The apple gets picked.
You know what’s impossible?
Steven Walking.
What kind of star would go to jail?
A shooting star!
Me walking in to the office:
Principal: Tell me, what did you do?
Me: I told the special ed kid that the 4th story window was an end portal...
What happened when the semicolon broke grammar laws?
It was given two consecutive sentences.
Memes
What's the last thing emos feel before they die? Rope burn.
Q: What is the difference between a drunk and a stoner at a stop sign?
A: The drunk guy runs it and the stoner waits for it to turn green!
Lil Timmy and Lil Susie are taking a bath together. Lil Susie looks down and says, "Hey, what's that?" Lil Timmy looks down and says, "Oh, that, that's only my little red race car." They continue on with their bath.
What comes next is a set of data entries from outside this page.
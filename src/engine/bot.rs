// wabot Engine — Bot Handler
//
// Front door for every inbound message. The dispatcher gets the first shot;
// only when it finds nothing does the handler fall back to:
//   - built-in commands (help, comandos, ping, hora, status)
//   - "did you mean" suggestions for unknown prefixed commands
//   - canned keyword replies for plain text (optional)
//
// Exactly one of the two paths answers a message, never both.

use crate::atoms::error::{EngineError, EngineResult};
use crate::atoms::types::InboundMessage;
use crate::engine::channels::ReplySender;
use crate::engine::commands::{is_prefixed, CommandLookup};
use crate::engine::config::BotConfig;
use crate::engine::dispatcher::{DispatchOutcome, Dispatcher};
use crate::engine::selections::PendingSelectionStore;
use crate::engine::similarity::find_similar;
use chrono::{DateTime, Datelike, Local, TimeZone, Timelike, Weekday};
use log::{debug, error, info, warn};
use rand::seq::IndexedRandom;
use std::fmt::Display;
use std::sync::Arc;
use std::time::{Duration, Instant};

// ── Built-ins ──────────────────────────────────────────────────────────────

#[derive(Debug, Clone, Copy, PartialEq, Eq)]
pub enum BuiltinCategory {
    General,
    Sistema,
}

impl BuiltinCategory {
    pub const ALL: [BuiltinCategory; 2] = [BuiltinCategory::General, BuiltinCategory::Sistema];

    pub fn as_str(self) -> &'static str {
        match self {
            BuiltinCategory::General => "general",
            BuiltinCategory::Sistema => "sistema",
        }
    }
}

pub struct Builtin {
    pub name: &'static str,
    pub description: &'static str,
    pub category: BuiltinCategory,
}

pub const BUILTINS: &[Builtin] = &[
    Builtin {
        name: "help",
        description: "Muestra la lista de comandos disponibles",
        category: BuiltinCategory::General,
    },
    Builtin { name: "ping", description: "Comprueba si el bot está activo", category: BuiltinCategory::General },
    Builtin { name: "hora", description: "Muestra la hora actual", category: BuiltinCategory::General },
    Builtin {
        name: "status",
        description: "Muestra el estado del bot y el sistema",
        category: BuiltinCategory::Sistema,
    },
    Builtin { name: "comandos", description: "Alias de !help", category: BuiltinCategory::General },
];

// ── Keyword replies ────────────────────────────────────────────────────────

enum KeywordReply {
    Fixed(&'static str),
    HelpHint,
    Random(&'static [&'static str]),
}

const JOKES: &[&str] = &[
    "¿Por qué los programadores prefieren el frío? Porque odian los bugs (bichos)",
    "¿Qué le dice un bit a otro bit? Nos vemos en el bus",
    "Solo hay 10 tipos de personas en el mundo: las que entienden binario y las que no",
    "Si no puedes convencerlos, confúndelos con tu código",
    "La única \"persona\" que escucha mis comandos sin cuestionar es mi WhatsApp Bot",
];

// First group with a matching keyword wins.
const KEYWORDS: &[(&[&str], KeywordReply)] = &[
    (&["hola", "buenas", "saludos"], KeywordReply::Fixed("¡Hola! 👋 ¿En qué puedo ayudarte hoy?")),
    (&["gracias", "agradec"], KeywordReply::Fixed("¡De nada! Estoy aquí para ayudar 😊")),
    (&["ayuda", "help", "comandos"], KeywordReply::HelpHint),
    (
        &["cómo estás", "como estas"],
        KeywordReply::Fixed("Estoy funcionando perfectamente, gracias por preguntar! 🤖"),
    ),
    (&["chiste", "broma"], KeywordReply::Random(JOKES)),
];

// ── Formatting helpers ─────────────────────────────────────────────────────

/// `1d 2h 3m 4s`; leading zero units are left out, seconds always shown.
pub fn format_uptime(elapsed: Duration) -> String {
    let total = elapsed.as_secs();
    let (days, hours, minutes, secs) = (total / 86_400, (total % 86_400) / 3600, (total % 3600) / 60, total % 60);

    let mut out = String::new();
    if days > 0 {
        out.push_str(&format!("{}d ", days));
    }
    if hours > 0 || days > 0 {
        out.push_str(&format!("{}h ", hours));
    }
    if minutes > 0 || hours > 0 || days > 0 {
        out.push_str(&format!("{}m ", minutes));
    }
    out.push_str(&format!("{}s", secs));
    out
}

fn weekday_es(day: Weekday) -> &'static str {
    match day {
        Weekday::Mon => "lunes",
        Weekday::Tue => "martes",
        Weekday::Wed => "miércoles",
        Weekday::Thu => "jueves",
        Weekday::Fri => "viernes",
        Weekday::Sat => "sábado",
        Weekday::Sun => "domingo",
    }
}

const MONTHS_ES: [&str; 12] = [
    "enero", "febrero", "marzo", "abril", "mayo", "junio", "julio", "agosto", "septiembre", "octubre",
    "noviembre", "diciembre",
];

/// Spanish long date, e.g. `lunes, 19 de octubre de 2026, 14:05:09 (UTC+02:00)`.
pub fn format_fecha<Tz: TimeZone>(now: &DateTime<Tz>) -> String
where
    Tz::Offset: Display,
{
    format!(
        "{}, {} de {} de {}, {:02}:{:02}:{:02} (UTC{})",
        weekday_es(now.weekday()),
        now.day(),
        MONTHS_ES[now.month0() as usize],
        now.year(),
        now.hour(),
        now.minute(),
        now.second(),
        now.format("%:z"),
    )
}

// ── Handler ────────────────────────────────────────────────────────────────

/// How a message was answered.
#[derive(Debug, Clone, PartialEq, Eq)]
pub enum HandleOutcome {
    /// The dispatcher handled (or ignored) it.
    Dispatched(DispatchOutcome),
    Builtin(&'static str),
    /// Unknown prefixed command; suggestions were sent.
    Suggested(Vec<String>),
    /// Unknown prefixed command with nothing similar.
    Unrecognized,
    Keyword,
    Unhandled,
}

pub struct BotHandler {
    dispatcher: Dispatcher,
    sender: Arc<dyn ReplySender>,
    prefix: char,
    max_suggestions: usize,
    keyword_replies: bool,
    started: Instant,
}

impl BotHandler {
    pub fn new(lookup: Arc<dyn CommandLookup>, sender: Arc<dyn ReplySender>, config: &BotConfig) -> Self {
        let selections = Arc::new(PendingSelectionStore::new(config.selection_ttl()));
        let dispatcher = Dispatcher::new(lookup, sender.clone(), selections, config.dispatch_config());
        BotHandler {
            dispatcher,
            sender,
            prefix: config.prefix,
            max_suggestions: config.max_suggestions,
            keyword_replies: config.keyword_replies,
            started: Instant::now(),
        }
    }

    pub fn dispatcher(&self) -> &Dispatcher {
        &self.dispatcher
    }

    pub fn selections(&self) -> &Arc<PendingSelectionStore> {
        self.dispatcher.selections()
    }

    pub async fn handle(&self, msg: &InboundMessage) -> HandleOutcome {
        let outcome = self.dispatcher.dispatch(msg).await;
        if outcome != DispatchOutcome::NoCommand {
            return HandleOutcome::Dispatched(outcome);
        }

        let text = msg.body.trim();
        if is_prefixed(text, self.prefix) {
            self.handle_builtin(msg, text).await
        } else if self.keyword_replies {
            self.handle_keywords(msg, text).await
        } else {
            HandleOutcome::Unhandled
        }
    }

    async fn handle_builtin(&self, msg: &InboundMessage, text: &str) -> HandleOutcome {
        let body = text[self.prefix.len_utf8()..].trim();
        let mut parts = body.split_whitespace();
        let Some(name) = parts.next().map(str::to_lowercase) else {
            return HandleOutcome::Unhandled;
        };
        let args: Vec<&str> = parts.collect();
        debug!("[bot] Built-in lookup '{}' args={:?}", name, args);

        let Some(builtin) = BUILTINS.iter().find(|b| b.name == name) else {
            return self.suggest(msg, &name).await;
        };

        let reply = match builtin.name {
            "help" | "comandos" => self.help_text(args.first().copied()),
            "ping" => "¡Pong! 🏓".to_string(),
            "hora" => format!("🕒 *Fecha y hora actual:*\n{}", format_fecha(&Local::now())),
            "status" => self.status_text().await,
            other => {
                warn!("[bot] Built-in '{}' has no handler", other);
                return HandleOutcome::Unhandled;
            }
        };
        info!("[bot] Built-in !{} for {}", builtin.name, msg.sender_key);
        self.send(&msg.sender_key, &reply).await;
        HandleOutcome::Builtin(builtin.name)
    }

    async fn suggest(&self, msg: &InboundMessage, name: &str) -> HandleOutcome {
        let stored = self.stored_names().await;
        let candidates = BUILTINS.iter().map(|b| b.name).chain(stored.iter().map(String::as_str));
        let similar = find_similar(name, candidates, self.max_suggestions);

        if similar.is_empty() {
            self.send(
                &msg.sender_key,
                &format!("⚠️ Comando no reconocido. Usa *{}help* para ver los comandos disponibles.", self.prefix),
            )
            .await;
            return HandleOutcome::Unrecognized;
        }

        let list = similar
            .iter()
            .map(|s| format!("*{}{}*", self.prefix, s))
            .collect::<Vec<_>>()
            .join(", ");
        self.send(
            &msg.sender_key,
            &format!("⚠️ Comando no encontrado: *{}*\n\n¿Quisiste decir alguno de estos?\n{}", name, list),
        )
        .await;
        HandleOutcome::Suggested(similar)
    }

    /// Stored prefixed commands without their prefix, deduplicated against
    /// built-ins. Lookup trouble just means fewer suggestions.
    async fn stored_names(&self) -> Vec<String> {
        let lookup = self.dispatcher.lookup();
        let timeout = self.dispatcher.config().lookup_timeout;
        let names: EngineResult<Vec<String>> = match tokio::time::timeout(timeout, lookup.prefixed_commands()).await {
            Ok(r) => r,
            Err(_) => Err(EngineError::timeout("prefixed_commands", timeout)),
        };
        match names {
            Ok(names) => names
                .into_iter()
                .map(|n| n.trim_start_matches(self.prefix).to_string())
                .filter(|n| !n.is_empty() && !BUILTINS.iter().any(|b| b.name == n.as_str()))
                .collect(),
            Err(e) => {
                warn!("[bot] Could not list stored commands: {}", e);
                Vec::new()
            }
        }
    }

    fn help_text(&self, filter: Option<&str>) -> String {
        let line = |b: &Builtin| format!("*{}{}*: {}\n", self.prefix, b.name, b.description);

        if let Some(filter) = filter.map(str::to_lowercase) {
            return match BuiltinCategory::ALL.iter().find(|c| c.as_str() == filter) {
                Some(cat) => {
                    let mut text = format!("*Comandos de {}:*\n\n", cat.as_str());
                    BUILTINS.iter().filter(|b| b.category == *cat).for_each(|b| text.push_str(&line(b)));
                    text
                }
                None => format!(
                    "No se encontraron comandos para la categoría '{}'. \nCategorías disponibles: {}",
                    filter,
                    BuiltinCategory::ALL.iter().map(|c| c.as_str()).collect::<Vec<_>>().join(", ")
                ),
            };
        }

        let mut text = String::from("*Comandos disponibles:*\n\n");
        for cat in BuiltinCategory::ALL {
            text.push_str(&format!("\n*==== {} ====*\n", cat.as_str()));
            BUILTINS.iter().filter(|b| b.category == cat).for_each(|b| text.push_str(&line(b)));
        }
        text.push_str(&format!(
            "\nPuedes usar *{}help [categoría]* para ver comandos específicos.",
            self.prefix
        ));
        text
    }

    async fn status_text(&self) -> String {
        let commands = BUILTINS.len() + self.stored_names().await.len();
        format!(
            "*Estado del Bot*\n\n🟢 *En línea:* Sí\n⏱️ *Uptime:* {}\n🖥️ *Sistema:* {} ({})\n📝 *Comandos:* {}\n",
            format_uptime(self.started.elapsed()),
            std::env::consts::OS,
            std::env::consts::ARCH,
            commands
        )
    }

    async fn handle_keywords(&self, msg: &InboundMessage, text: &str) -> HandleOutcome {
        let content = text.to_lowercase();
        let Some((_, reply)) = KEYWORDS.iter().find(|(words, _)| words.iter().any(|w| content.contains(w))) else {
            return HandleOutcome::Unhandled;
        };
        let reply = match reply {
            KeywordReply::Fixed(fixed) => fixed.to_string(),
            KeywordReply::HelpHint => {
                format!("Para ver la lista de comandos disponibles, envía *{}help*", self.prefix)
            }
            KeywordReply::Random(options) => match options.choose(&mut rand::rng()) {
                Some(pick) => pick.to_string(),
                None => return HandleOutcome::Unhandled,
            },
        };
        self.send(&msg.sender_key, &reply).await;
        HandleOutcome::Keyword
    }

    async fn send(&self, sender: &str, text: &str) {
        if let Err(e) = self.sender.reply(sender, text).await {
            error!("[bot] Reply to {} failed: {}", sender, e);
        }
    }
}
Then Lil Timmy looks down and says, "Hey, what's that?" Lil Susie looks down and says, "Oh, that, that's only my little red race car garage." They continue with their bath. Then Lil Susie says, "Hey, what if we try to put your little red race car in my little red race car garage?"
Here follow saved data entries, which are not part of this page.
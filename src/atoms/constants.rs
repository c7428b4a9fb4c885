// ── wabot Atoms: Constants ─────────────────────────────────────────────────
// Named constants and the user-facing (Spanish) reply texts.

use std::time::Duration;

// ── Matching ───────────────────────────────────────────────────────────────

/// Marker character for explicit commands (`!hola`).
pub const DEFAULT_PREFIX: char = '!';

/// Pending selections older than this are discarded at resolve time.
pub const DEFAULT_SELECTION_TTL: Duration = Duration::from_secs(10 * 60);

/// Upper bound for a single command-repository query.
pub const DEFAULT_LOOKUP_TIMEOUT: Duration = Duration::from_millis(3000);

/// How many "did you mean" suggestions to offer for an unknown command.
pub const DEFAULT_MAX_SUGGESTIONS: usize = 3;

/// Candidates scoring above this similarity are suggested.
pub const SIMILARITY_THRESHOLD: f64 = 0.4;

pub const DEFAULT_CREATED_BY: &str = "admin";

// ── Transport ──────────────────────────────────────────────────────────────

/// Replies are split into chunks of at most this many characters.
pub const WHATSAPP_MAX_MESSAGE_CHARS: usize = 4000;

/// A per-sender worker with nothing to do for this long exits.
pub const SENDER_QUEUE_IDLE: Duration = Duration::from_secs(60);

/// Interval of the background sweep over expired pending selections.
pub const SELECTION_SWEEP_INTERVAL: Duration = Duration::from_secs(60);

pub const INBOUND_CHANNEL_CAPACITY: usize = 256;

// ── Reply texts ────────────────────────────────────────────────────────────

pub const LIST_REPLY_INSTRUCTION: &str =
    "📝 Responde con el número de la opción que deseas seleccionar.";
pub const LIST_NO_SECTIONS: &str =
    "⚠️ Este comando está configurado como lista pero no tiene opciones definidas.";
pub const LIST_NO_ITEMS: &str =
    "⚠️ Este comando está configurado como lista pero no tiene elementos definidos.";
pub const LIST_LOAD_FAILED: &str =
    "Lo siento, ha ocurrido un error al mostrar las opciones. Por favor, intenta más tarde.";
pub const COMMAND_SEND_FAILED: &str =
    "Lo siento, ha ocurrido un error al procesar este comando. Por favor, inténtalo más tarde.";
// wabot Engine — Bot Configuration
//
// One JSON file, every key optional:
//
//   {
//     "prefix": "!",
//     "selection_ttl_secs": 600,
//     "lookup_timeout_ms": 3000,
//     "max_suggestions": 3,
//     "keyword_replies": true,
//     "commands_path": "/srv/wabot/commands.json",
//     "whatsapp": { "api_url": "http://127.0.0.1:8085", "api_key": "…" }
//   }
//
// Looked up at $WABOT_CONFIG, else <config_dir>/wabot/config.json.

use crate::atoms::constants::{
    DEFAULT_LOOKUP_TIMEOUT, DEFAULT_MAX_SUGGESTIONS, DEFAULT_PREFIX, DEFAULT_SELECTION_TTL,
};
use crate::atoms::error::{EngineError, EngineResult};
use crate::engine::dispatcher::DispatchConfig;
use crate::engine::whatsapp::WhatsAppConfig;
use log::info;
use serde::{Deserialize, Serialize};
use std::path::{Path, PathBuf};
use std::time::Duration;

pub const CONFIG_ENV: &str = "WABOT_CONFIG";

#[derive(Debug, Clone, Serialize, Deserialize)]
#[serde(default)]
pub struct BotConfig {
    pub prefix: char,
    pub selection_ttl_secs: u64,
    pub lookup_timeout_ms: u64,
    pub max_suggestions: usize,
    /// Canned replies to greetings, thanks, jokes… in plain messages.
    pub keyword_replies: bool,
    /// Command snapshot file; defaults to `commands.json` beside the config.
    pub commands_path: Option<PathBuf>,
    pub whatsapp: WhatsAppConfig,
}

impl Default for BotConfig {
    fn default() -> Self {
        BotConfig {
            prefix: DEFAULT_PREFIX,
            selection_ttl_secs: DEFAULT_SELECTION_TTL.as_secs(),
            lookup_timeout_ms: DEFAULT_LOOKUP_TIMEOUT.as_millis() as u64,
            max_suggestions: DEFAULT_MAX_SUGGESTIONS,
            keyword_replies: true,
            commands_path: None,
            whatsapp: WhatsAppConfig::default(),
        }
    }
}

fn wabot_dir() -> PathBuf {
    dirs::config_dir().unwrap_or_else(|| PathBuf::from(".")).join("wabot")
}

impl BotConfig {
    /// `$WABOT_CONFIG`, or the per-user config directory.
    pub fn default_path() -> PathBuf {
        match std::env::var_os(CONFIG_ENV) {
            Some(p) if !p.is_empty() => PathBuf::from(p),
            _ => wabot_dir().join("config.json"),
        }
    }

    /// Read `path`. A missing file yields the defaults.
    pub fn load(path: &Path) -> EngineResult<Self> {
        if !path.exists() {
            info!("[config] {} not found, using defaults", path.display());
            return Ok(BotConfig::default());
        }
        let raw = std::fs::read_to_string(path)?;
        let config: BotConfig = serde_json::from_str(&raw)?;
        config.validate()?;
        info!("[config] Loaded {}", path.display());
        Ok(config)
    }

    pub fn validate(&self) -> EngineResult<()> {
        if self.prefix.is_whitespace() || self.prefix.is_alphanumeric() {
            return Err(EngineError::Config(format!(
                "prefix must be a symbol, got '{}'",
                self.prefix
            )));
        }
        if self.selection_ttl_secs == 0 {
            return Err(EngineError::Config("selection_ttl_secs must be positive".into()));
        }
        if self.lookup_timeout_ms == 0 {
            return Err(EngineError::Config("lookup_timeout_ms must be positive".into()));
        }
        self.whatsapp.validate()
    }

    pub fn selection_ttl(&self) -> Duration {
        Duration::from_secs(self.selection_ttl_secs)
    }

    pub fn lookup_timeout(&self) -> Duration {
        Duration::from_millis(self.lookup_timeout_ms)
    }

    pub fn dispatch_config(&self) -> DispatchConfig {
        DispatchConfig { prefix: self.prefix, lookup_timeout: self.lookup_timeout() }
    }

    /// Where the command snapshot lives.
    pub fn commands_path(&self, config_path: &Path) -> PathBuf {
        if let Some(p) = &self.commands_path {
            return p.clone();
        }
        config_path
            .parent()
            .map(|dir| dir.join("commands.json"))
            .unwrap_or_else(|| wabot_dir().join("commands.json"))
    }
}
The parents downstairs then hear a bloody scream. They rush upstairs and then say, "What's wrong?" Lil Susie says, "Well, Lil Timmy tried to put his little red race car in my little red race car garage but the back wheels wouldn't fit, so we cut them off."
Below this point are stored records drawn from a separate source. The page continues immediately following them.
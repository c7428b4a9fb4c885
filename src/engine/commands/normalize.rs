// Command text normalization.
// Applied before uniqueness checks and before any lookup so that "!Hola ",
// "hola" + use_prefix and "!hola" all land on the same stored key.

/// Trim, lowercase, drop one leading `prefix`, then re-apply it iff
/// `use_prefix`.
pub fn normalize_command(raw: &str, use_prefix: bool, prefix: char) -> String {
    let lowered = raw.trim().to_lowercase();
    let bare = lowered.strip_prefix(prefix).unwrap_or(&lowered).trim_start();
    if use_prefix {
        format!("{}{}", prefix, bare)
    } else {
        bare.to_string()
    }
}

/// True when `text` starts with the command prefix.
pub fn is_prefixed(text: &str, prefix: char) -> bool {
    text.starts_with(prefix)
}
What do you call a knight in a cannibal village? -- Canned food.
What's the difference between a pile of dead babies and a Ferrari?
I don't have a Ferrari in my garage.
What is the difference between light and hard? You can go to sleep with a light on.
What do you call milk that gets everything she wants?
Spoiled milk.
What did the autistic kid order at a restaurant?
A disorder.
What is a pirate's favorite letter?
A letter from his family; he hadn't seen them in years.
What do you call a bunch of depressed kids with AK47s?
Suicide squad. 😂😂😂
What is a prisoner's favorite punctuation?
A period.
Why?
Because it marks the end of a sentence.
Kid: Hey, what’s black and sneaky!
Social studies teacher: Harriet Tubman.
What's the difference between property and women? At least property still retains some value after getting wrecked.
What do you call a bad amputation?
A rip-off.
So, I was raping this girl the other night, and she said, "Please just think of my kids!" I was like, "What a freak."